- Amos, Kentucky
- Coordinates: 36°39′9″N 86°5′18″W﻿ / ﻿36.65250°N 86.08833°W
- Country: United States
- State: Kentucky
- County: Allen
- Elevation: 837 ft (255 m)
- Time zone: UTC-6 (Central (CST))
- • Summer (DST): UTC-5 (CDT)
- GNIS feature ID: 485927

= Amos, Kentucky =

Unincorporated community in Kentucky, United States

Amos is an unincorporated community in Allen County, Kentucky, United States.

==History==
On February 6, 2008, a high-end EF3 tornado caused significant damage in Amos. Twelve homes and mobile homes were destroyed in this area, including a few older frame houses that were swept from their foundations. Several of these frames, pieces of farm machinery, and vehicles were thrown and mangled. Large swaths of trees were mowed down in wooded areas, destroying about 200,000 log feet of timber. Fences were flattened, and many farm animals were killed. Eleven people were injured, while four lost their lives.

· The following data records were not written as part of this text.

//! Stable identifier registry
//!
//! Provides [`IdentifierRegistry`], the single writer that mints identifiers
//! during discovery, and [`RegistrySnapshot`], the immutable view every later
//! stage reads.
//!
//! Minting is serialized behind one lock so collision suffixes are handed out
//! in exactly one order, whatever the caller interleaving. Nothing is ever
//! reassigned or removed outside the explicit [`IdentifierRegistry::reset`]
//! hook.

use crate::kind::{base_id, EntityKind};
use indexmap::IndexMap;
use parking_lot::Mutex;
use radix_trie::{Trie, TrieCommon};
use serde::{Deserialize, Serialize};
use std::collections::HashMap;
use std::fmt::{self, Display, Formatter};
use std::sync::Arc;

/// A minted identifier, e.g. `COMP-LOGIN-BUTTON` or `COMP-LOGIN-BUTTON_2`
#[derive(Debug, Clone, PartialEq, Eq, PartialOrd, Ord, Hash, Serialize, Deserialize)]
#[serde(transparent)]
pub struct StableId(String);

impl StableId {
    /// Identifier text
    #[inline]
    #[must_use]
    pub fn as_str(&self) -> &str {
        &self.0
    }

    /// Consume into the identifier text
    #[inline]
    #[must_use]
    pub fn into_string(self) -> String {
        self.0
    }
}

impl Display for StableId {
    fn fmt(&self, f: &mut Formatter<'_>) -> fmt::Result {
        f.write_str(&self.0)
    }
}

impl AsRef<str> for StableId {
    fn as_ref(&self) -> &str {
        &self.0
    }
}

impl PartialEq<&str> for StableId {
    fn eq(&self, other: &&str) -> bool {
        self.0 == *other
    }
}

/// Everything recorded about one minted identifier
#[derive(Debug, Clone, PartialEq, Eq, Serialize, Deserialize)]
#[serde(rename_all = "camelCase")]
pub struct Registration {
    pub id: StableId,
    pub kind: EntityKind,
    /// Name exactly as first seen (trimmed)
    pub canonical_name: String,
    /// Mint order, starting at 0
    pub sequence: u64,
}

type NameKey = (EntityKind, String);

#[derive(Debug, Default)]
struct RegistryState {
    /// (kind, name) → id, in first-seen order
    by_name: IndexMap<NameKey, StableId>,
    /// id → registration; prefix queries answer "all ids of a kind"
    issued: Trie<String, Registration>,
    /// Highest collision suffix handed out per base id
    last_suffix: HashMap<String, u32>,
}

impl RegistryState {
    fn mint(&mut self, kind: EntityKind, name: &str) -> StableId {
        let key = (kind, name.trim().to_string());
        if let Some(id) = self.by_name.get(&key) {
            return id.clone();
        }

        let base = base_id(kind, &key.1);
        let id = if self.issued.get(&base).is_none() {
            base
        } else {
            let mut n = self.last_suffix.get(&base).copied().unwrap_or(1) + 1;
            while self.issued.get(&format!("{base}_{n}")).is_some() {
                n += 1;
            }
            self.last_suffix.insert(base.clone(), n);
            format!("{base}_{n}")
        };

        let id = StableId(id);
        let registration = Registration {
            id: id.clone(),
            kind,
            canonical_name: key.1.clone(),
            sequence: self.by_name.len() as u64,
        };
        self.issued.insert(id.0.clone(), registration);
        self.by_name.insert(key, id.clone());
        id
    }

    fn registrations(&self) -> Vec<Registration> {
        self.by_name
            .values()
            .filter_map(|id| self.issued.get(&id.0).cloned())
            .collect()
    }
}

/// Append-only (kind, name) → identifier registry
///
/// Explicitly constructed and passed by reference; there is no process-wide
/// instance.
#[derive(Debug, Default)]
pub struct IdentifierRegistry {
    state: Mutex<RegistryState>,
}

impl IdentifierRegistry {
    /// Create empty registry
    #[inline]
    #[must_use]
    pub fn new() -> Self {
        Self::default()
    }

    /// Mint (or return) the identifier for a (kind, name) pair
    ///
    /// The same trimmed name always yields the same id. A different
    /// spelling that normalizes onto an id already issued gets the next
    /// numeric suffix (`_2`, `_3`, …) in first-seen order. Total: never fails.
    pub fn mint(&self, kind: EntityKind, canonical_name: &str) -> StableId {
        self.state.lock().mint(kind, canonical_name)
    }

    /// Mint a batch under one lock acquisition, preserving input order
    pub fn mint_all<'a, I>(&self, mentions: I) -> Vec<StableId>
    where
        I: IntoIterator<Item = (EntityKind, &'a str)>,
    {
        let mut state = self.state.lock();
        mentions
            .into_iter()
            .map(|(kind, name)| state.mint(kind, name))
            .collect()
    }

    /// Identifier already minted for a (kind, name) pair
    #[must_use]
    pub fn lookup(&self, kind: EntityKind, canonical_name: &str) -> Option<StableId> {
        let key = (kind, canonical_name.trim().to_string());
        self.state.lock().by_name.get(&key).cloned()
    }

    /// Registration for an identifier
    #[must_use]
    pub fn resolve(&self, id: &str) -> Option<Registration> {
        self.state.lock().issued.get(&id.to_string()).cloned()
    }

    /// Number of identifiers minted
    #[must_use]
    pub fn len(&self) -> usize {
        self.state.lock().by_name.len()
    }

    /// True when nothing has been minted
    #[inline]
    #[must_use]
    pub fn is_empty(&self) -> bool {
        self.len() == 0
    }

    /// Immutable copy of the current contents
    #[must_use]
    pub fn snapshot(&self) -> RegistrySnapshot {
        RegistrySnapshot::from_registrations(self.state.lock().registrations())
    }

    /// End the mutable phase and hand out the read-only view
    #[must_use]
    pub fn freeze(self) -> RegistrySnapshot {
        RegistrySnapshot::from_registrations(self.state.into_inner().registrations())
    }

    /// Forget everything. Test hook; production runs build a fresh registry.
    pub fn reset(&self) {
        *self.state.lock() = RegistryState::default();
    }
}

#[derive(Debug, Default)]
struct SnapshotInner {
    by_name: IndexMap<NameKey, StableId>,
    by_id: HashMap<String, Registration>,
}

/// Frozen, shareable registry view
///
/// Cheap to clone; safe to read from any number of tasks.
#[derive(Debug, Clone, Default)]
pub struct RegistrySnapshot {
    inner: Arc<SnapshotInner>,
}

impl RegistrySnapshot {
    fn from_registrations(registrations: Vec<Registration>) -> Self {
        let mut inner = SnapshotInner::default();
        for r in registrations {
            inner
                .by_name
                .insert((r.kind, r.canonical_name.clone()), r.id.clone());
            inner.by_id.insert(r.id.as_str().to_string(), r);
        }
        Self {
            inner: Arc::new(inner),
        }
    }

    /// Identifier for a (kind, name) pair
    #[must_use]
    pub fn get(&self, kind: EntityKind, canonical_name: &str) -> Option<&StableId> {
        self.inner
            .by_name
            .get(&(kind, canonical_name.trim().to_string()))
    }

    /// Registration for an identifier
    #[must_use]
    pub fn resolve(&self, id: &str) -> Option<&Registration> {
        self.inner.by_id.get(id)
    }

    /// Whether an identifier was minted
    #[inline]
    #[must_use]
    pub fn contains_id(&self, id: &str) -> bool {
        self.inner.by_id.contains_key(id)
    }

    /// Identifiers of one kind, in mint order
    #[must_use]
    pub fn ids_of_kind(&self, kind: EntityKind) -> Vec<&StableId> {
        self.inner
            .by_name
            .iter()
            .filter(|((k, _), _)| *k == kind)
            .map(|(_, id)| id)
            .collect()
    }

    /// Every registration in mint order
    pub fn iter(&self) -> impl Iterator<Item = &Registration> {
        self.inner
            .by_name
            .values()
            .filter_map(|id| self.inner.by_id.get(id.as_str()))
    }

    /// Number of identifiers
    #[inline]
    #[must_use]
    pub fn len(&self) -> usize {
        self.inner.by_name.len()
    }

    /// True when empty
    #[inline]
    #[must_use]
    pub fn is_empty(&self) -> bool {
        self.inner.by_name.is_empty()
    }
}

impl Serialize for RegistrySnapshot {
    fn serialize<S>(&self, serializer: S) -> Result<S::Ok, S::Error>
    where
        S: serde::Serializer,
    {
        serializer.collect_seq(self.iter())
    }
}

/// Ids issued for one kind, straight from the radix index
///
/// Used by callers that need a kind listing without freezing.
#[must_use]
pub fn issued_with_prefix(registry: &IdentifierRegistry, kind: EntityKind) -> Vec<StableId> {
    let state = registry.state.lock();
    let prefix = kind.id_prefix();
    let mut found: Vec<Registration> = state
        .issued
        .get_raw_descendant(&prefix)
        .map(|sub| {
            sub.values()
                .filter(|r| r.kind == kind)
                .cloned()
                .collect()
        })
        .unwrap_or_default();
    found.sort_by_key(|r| r.sequence);
    found.into_iter().map(|r| r.id).collect()
}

On June 21, 2019, another EF1 tornado snapped or uprooted numerous trees, inflicted severe roof damage to several barns, and impaled about a dozen 2x4s into the ground. Fallen trees damaged some homes. The tornado was embedded within a very large downburst, which caused severe straight-line wind damage to surrounding areas.

==Geography==
Amos is on Kentucky Route 99, which travels northeast along Lafayette Road through the settlement.